MUENCHEN (CW) - Die Dell Computer Corp. unternimmt einen zweiten Anlauf, sich einen Claim im heissumkaempften Markt der Notebooks abzustecken: Mit der "Latitude"-Systemlinie stellen die Texaner eine eigenentwickelte Familie von Tragbaren vor, die nach Analystenmeinung zwar nichts sensationell Neues zu bieten hat, aber durch ihre Preisgestaltung Bewegung in den Markt bringen koennte.

Dells Reputation als Produzent qualitativ hochstehender Rechner hatte zu Beginn des Jahres einen Daempfer erhalten. Seinerzeit sah sich das Unternehmen aus Austin, Texas, genoetigt, Notebooks in einer weltweiten Aktion zurueckzurufen, als bei einigen Modellen technische Probleme auftraten, die zu Schmorbraenden auf der Hauptplatine fuehren konnten (die CW berichtete).

In der Folge sah sich Dell gezwungen, mit der AST Research Inc. ein OEM-Abkommen zu schliessen und einige von deren Notebooks unter eigenem Namen - auch schon unter der Bezeichnung Latitude - zu vertreiben. Mit den aus den internen Designstudios stammenden "Latitude-XP"- und "Latitude"-Modellen will das Unternehmen die Durststrecke bei portablen Systemen nun wieder beenden.

Das leistungsstaerkere Latitude-XP-Modell baut die Sony Corp. Neben wahlweise Dual-Scan-Passiv-Matrix- oder Aktiv-Matrix-Farbmonitoren in jeweils 9,5 Zoll Groesse stattete Dell das Geraet mit Lithium-Ion- Batterien aus.
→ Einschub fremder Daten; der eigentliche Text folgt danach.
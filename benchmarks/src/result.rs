use serde::{Deserialize, Serialize};

/// Result of one benchmark run: the target's id, whatever metrics it chose
/// to report, and when it ran.
#[derive(Debug, Clone, Serialize, Deserialize)]
pub struct BenchmarkResult {
    pub target_id: String,

    /// Free-form metrics object; adapters decide the keys.
    pub metrics: serde_json::Value,

    pub timestamp: chrono::DateTime<chrono::Utc>,
}

impl BenchmarkResult {
    pub fn new(target_id: String, metrics: serde_json::Value) -> Self {
        Self {
            target_id,
            metrics,
            timestamp: chrono::Utc::now(),
        }
    }
}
Diese sollen gegenueber konventionellen Stromversorgern eine Arbeitsdauer von sechs bis acht Stunden ermoeglichen. Auch Toshiba nutzt in seinen neuen Notebooks diese Technologie. Der XP-Rechner soll rund 3200 Dollar kosten.
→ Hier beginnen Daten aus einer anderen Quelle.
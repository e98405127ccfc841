use std::future::{ready, Ready};

use actix_web::{dev::Payload, http::StatusCode, FromRequest, HttpMessage, HttpRequest, HttpResponse};
use chrono::{DateTime, Utc};
use serde::Serialize;
use uuid::Uuid;

use crate::error::{AppError, HttpError};

/// Response metadata attached to every envelope.
#[derive(Debug, Clone, Serialize)]
pub struct Meta {
    pub request_id: Option<String>,
    pub timestamp: DateTime<Utc>,
}

impl Meta {
    pub fn new(request_id: Option<String>) -> Self {
        Self {
            request_id,
            timestamp: Utc::now(),
        }
    }
}

/// Success envelope: `{ "data": ..., "meta": { "request_id", "timestamp" } }`.
#[derive(Debug, Serialize)]
pub struct ApiResponse<T> {
    pub data: T,
    pub meta: Meta,
}

impl<T: Serialize> ApiResponse<T> {
    pub fn new(data: T, request_id: impl Into<String>) -> Self {
        Self {
            data,
            meta: Meta::new(Some(request_id.into())),
        }
    }
}

/// Request-scoped id stored in request extensions by the request-id middleware.
#[derive(Debug, Clone)]
pub struct RequestId(pub String);

/// Extractor giving handlers the request id plus envelope helpers. Falls back
/// to a fresh UUID if the middleware did not run (tests wiring bare routes).
#[derive(Debug, Clone)]
pub struct RequestMeta {
    pub request_id: String,
}

impl RequestMeta {
    pub fn from_request_parts(req: &HttpRequest) -> Self {
        let request_id = req
            .extensions()
            .get::<RequestId>()
            .map(|r| r.0.clone())
            .unwrap_or_else(|| Uuid::new_v4().to_string());
        Self { request_id }
    }

    /// Wrap `data` in the success envelope under the given status.
    pub fn respond<T: Serialize>(&self, status: StatusCode, data: T) -> HttpResponse {
        HttpResponse::build(status).json(ApiResponse::new(data, self.request_id.clone()))
    }

    pub fn ok<T: Serialize>(&self, data: T) -> HttpResponse {
        self.respond(StatusCode::OK, data)
    }

    pub fn created<T: Serialize>(&self, data: T) -> HttpResponse {
        self.respond(StatusCode::CREATED, data)
    }

    /// Bind an error to this request so the envelope carries the request id.
    pub fn fail<E: Into<AppError>>(&self, err: E) -> HttpError {
        HttpError::new(err.into(), self.request_id.clone())
    }
}

impl FromRequest for RequestMeta {
    type Error = std::convert::Infallible;
    type Future = Ready<std::result::Result<Self, Self::Error>>;

    fn from_request(req: &HttpRequest, _payload: &mut Payload) -> Self::Future {
        ready(Ok(RequestMeta::from_request_parts(req)))
    }
}

#[cfg(test)]
mod tests {
    use super::*;

    #[test]
    fn envelope_shape() {
        let body = ApiResponse::new(serde_json::json!({"x": 1}), "req-1");
        let value = serde_json::to_value(&body).unwrap();
        assert_eq!(value["data"]["x"], 1);
        assert_eq!(value["meta"]["request_id"], "req-1");
        assert!(value["meta"]["timestamp"].is_string());
    }
}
Das kleinere Modell besitzt ein Monochrom-Display und schlaegt mit etwa 1400 Dollar zu Buche. In die als Basismodell gedachte Version baute Dell hier nicht die effizienter arbeitenden Batterien ein. Allerdings kann man das Diskettenlaufwerk gegen einen zweiten Batterieeinschub austauschen - ein Konzept, das NEC bei seinen Notebooks schon seit langem sehr viel konsequenter durchfuehrt, lassen sich hier doch alle Subkomponenten austauschen. Beide Systeme rechnen mit 486-Prozessoren.
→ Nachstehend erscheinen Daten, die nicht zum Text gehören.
use std::sync::Arc;
use std::time::Duration;

use actix_cors::Cors;
use actix_web::{web, App, HttpServer};
use sqlx::PgPool;
use tokio::sync::watch;
use tracing::{info, warn};
use tracing_subscriber::EnvFilter;
use uuid::Uuid;

use akashi_server::config::Config;
use akashi_server::handlers;
use akashi_server::middleware::{
    AuthMiddleware, RateLimitLayer, RateRule, Recovery, RequestIdMiddleware, RequestMetrics,
    SecurityHeaders,
};
use akashi_server::services::api_keys::{self, ApiKeyVerifier};
use akashi_server::services::broker::NotificationBroker;
use akashi_server::services::buffer::{EventBuffer, PgEventSink};
use akashi_server::services::decisions::DecisionService;
use akashi_server::services::embedder::{Embedder, HttpEmbedder, NoopEmbedder};
use akashi_server::services::idempotency::IdempotencyController;
use akashi_server::services::jwt::JwtManager;
use akashi_server::services::scorer::{ConflictScorer, ScorerConfig};
use akashi_server::services::validator::{
    NoopValidator, OllamaValidator, OpenAiValidator, Validator,
};

#[actix_web::main]
async fn main() -> anyhow::Result<()> {
    tracing_subscriber::fmt()
        .with_env_filter(EnvFilter::try_from_default_env().unwrap_or_else(|_| "info".into()))
        .init();

    dotenv::dotenv().ok();
    let config = Config::from_env()?;

    info!("Starting akashi-server on {}:{}", config.host, config.port);

    let pool = akashi_database::create_pool(&config.database_url).await?;

    let verifier = web::Data::new(ApiKeyVerifier::new());
    ensure_seed_admin(&pool, &verifier, &config).await?;

    let jwt = web::Data::new(JwtManager::from_key_paths(
        config.jwt_private_key_path.as_deref(),
        config.jwt_public_key_path.as_deref(),
        config.token_ttl_seconds,
        config.scoped_token_max_ttl_seconds,
    )?);

    let validator: Arc<dyn Validator> = match config.validator_provider.as_str() {
        "ollama" => Arc::new(OllamaValidator::new(
            config.validator_url.clone(),
            config.validator_model.clone(),
        )),
        "openai" => Arc::new(OpenAiValidator::new(
            config.validator_url.clone(),
            config.validator_model.clone(),
            config.validator_api_key.clone().unwrap_or_default(),
        )),
        _ => Arc::new(NoopValidator),
    };
    let embedder: Arc<dyn Embedder> = match config.embedder_provider.as_str() {
        "http" => Arc::new(HttpEmbedder::new(
            config.embedder_url.clone(),
            config.embedder_model.clone(),
        )),
        _ => Arc::new(NoopEmbedder),
    };

    let scorer = Arc::new(ConflictScorer::new(
        pool.clone(),
        validator,
        ScorerConfig {
            topic_floor: config.topic_similarity_floor,
            significance_threshold: config.significance_threshold,
            decay_half_life_hours: config.temporal_decay_half_life_hours,
            candidate_window: config.scorer_candidate_window,
        },
    ));
    let decisions = web::Data::new(DecisionService::new(pool.clone(), embedder, scorer));

    let idempotency = web::Data::new(IdempotencyController::new(
        pool.clone(),
        config.idempotency_ttl_seconds,
    ));

    let (shutdown_tx, shutdown_rx) = watch::channel(false);

    let buffer = web::Data::new(EventBuffer::new(
        config.buffer_capacity,
        config.buffer_high_water,
    ));
    let flusher = buffer.spawn_flusher(
        Arc::new(PgEventSink::new(pool.clone())),
        Duration::from_millis(config.buffer_flush_interval_ms),
        shutdown_rx.clone(),
    );

    let broker = web::Data::new(NotificationBroker::new());
    let broker_task = {
        let broker = broker.clone();
        let database_url = config.database_url.clone();
        let shutdown_rx = shutdown_rx.clone();
        tokio::spawn(async move { broker.run(database_url, shutdown_rx).await })
    };

    let rate_limiter = RateLimitLayer::new(
        vec![
            RateRule {
                prefix: "/auth".to_string(),
                per_second: config.rate_limit_auth_per_sec,
                burst: config.rate_limit_auth_burst,
            },
            RateRule {
                prefix: "/v1/runs".to_string(),
                per_second: config.rate_limit_ingest_per_sec,
                burst: config.rate_limit_ingest_burst,
            },
            RateRule {
                prefix: "/v1/trace".to_string(),
                per_second: config.rate_limit_ingest_per_sec,
                burst: config.rate_limit_ingest_burst,
            },
            RateRule {
                prefix: "/v1/search".to_string(),
                per_second: config.rate_limit_search_per_sec,
                burst: config.rate_limit_search_burst,
            },
            RateRule {
                prefix: "/v1/query".to_string(),
                per_second: config.rate_limit_query_per_sec,
                burst: config.rate_limit_query_burst,
            },
        ],
        jwt.clone().into_inner(),
    );

    let server_config = web::Data::new(config.clone());
    let pool_data = web::Data::new(pool.clone());
    let request_timeout = Duration::from_millis(config.client_request_timeout_ms);
    let bind_addr = (config.host.clone(), config.port);

    let buffer_for_drain = buffer.clone();
    let server = HttpServer::new(move || {
        let cors = build_cors(&config);
        // Middleware runs outermost-last-registered: request id wraps the
        // whole chain, then security headers, CORS, metrics, tracing,
        // recovery, rate limiting, and auth closest to the handlers.
        App::new()
            .app_data(pool_data.clone())
            .app_data(server_config.clone())
            .app_data(jwt.clone())
            .app_data(verifier.clone())
            .app_data(decisions.clone())
            .app_data(idempotency.clone())
            .app_data(buffer.clone())
            .app_data(broker.clone())
            .app_data(
                web::JsonConfig::default()
                    .limit(config.max_body_bytes)
                    .error_handler(handlers::json_error_handler),
            )
            .wrap(AuthMiddleware::new(
                jwt.clone().into_inner(),
                verifier.clone().into_inner(),
                pool_data.get_ref().clone(),
            ))
            .wrap(rate_limiter.clone())
            .wrap(Recovery)
            .wrap(tracing_actix_web::TracingLogger::default())
            .wrap(RequestMetrics)
            .wrap(cors)
            .wrap(SecurityHeaders)
            .wrap(RequestIdMiddleware)
            .configure(handlers::configure)
            .default_service(web::route().to(handlers::not_found))
    })
    .client_request_timeout(request_timeout)
    .bind(bind_addr)?
    .run();

    let result = server.await;

    // Drain: refuse new appends, flush the backlog, stop the workers.
    info!("server stopped; draining event buffer");
    let _ = shutdown_tx.send(true);
    if !buffer_for_drain.drain(Duration::from_secs(10)).await {
        warn!("event buffer did not fully drain before shutdown deadline");
    }
    let _ = flusher.await;
    let _ = broker_task.await;

    result?;
    Ok(())
}

fn build_cors(config: &Config) -> Cors {
    match config.cors_origins.as_deref() {
        Some(origins) if !origins.trim().is_empty() => {
            let mut cors = Cors::default()
                .allowed_methods(vec!["GET", "POST", "DELETE", "OPTIONS"])
                .allow_any_header()
                .max_age(3600);
            for origin in origins.split(',') {
                cors = cors.allowed_origin(origin.trim());
            }
            cors
        }
        _ => Cors::permissive(),
    }
}

/// Seed the zero-org "admin" agent so fresh deployments can authenticate.
/// The key comes from config, or is generated and logged once.
async fn ensure_seed_admin(
    pool: &PgPool,
    verifier: &ApiKeyVerifier,
    config: &Config,
) -> anyhow::Result<()> {
    let existing: Option<(Uuid,)> =
        sqlx::query_as("SELECT id FROM agents WHERE org_id = $1 AND agent_id = $2")
            .bind(Uuid::nil())
            .bind(handlers::agents::SEED_ADMIN)
            .fetch_optional(pool)
            .await?;
    if existing.is_some() {
        return Ok(());
    }

    let (secret, generated) = match &config.bootstrap_admin_key {
        Some(key) => (key.clone(), false),
        None => (api_keys::generate_secret(), true),
    };
    let hash = verifier
        .hash_secret(&secret)
        .map_err(|e| anyhow::anyhow!("failed to hash bootstrap key: {}", e))?;

    sqlx::query(
        r#"
        INSERT INTO agents (id, org_id, agent_id, role, api_key_hash, tags, metadata, created_at)
        VALUES (gen_random_uuid(), $1, $2, 'platform_admin', $3, '{}', '{}'::jsonb, NOW())
        ON CONFLICT (org_id, agent_id) DO NOTHING
        "#,
    )
    .bind(Uuid::nil())
    .bind(handlers::agents::SEED_ADMIN)
    .bind(&hash)
    .execute(pool)
    .await?;

    if generated {
        warn!(
            "seed admin created with generated credential 'admin:{}'; store it now, it will not be shown again",
            secret
        );
    } else {
        info!("seed admin created from configured bootstrap key");
    }
    Ok(())
}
Richard Zwetchkenbaum von der IDC sieht die Dell-Systeme nicht als Massstab einer neuen Generation von Notebooks. Das "Wall Street Journal" zitiert ihn aber mit der Aussage, dass die Texaner mit aggressivem Preisgebaren und einem guten Design werben koennen.

John Medica, ehedem bei Apple verantwortlich fuer die Powerbook- Tragbaren und jetzt in Austin Chef der Mobil-PC-Abteilung, sagte, Dell plane bei den Rechnern niedrige Gewinnmargen ein, um in einem zunehmend attraktiver werdenden Marktsegment wieder Fuss zu fassen. Heute ist bereits jeder fuenfte verkaufte PC ein Notebook.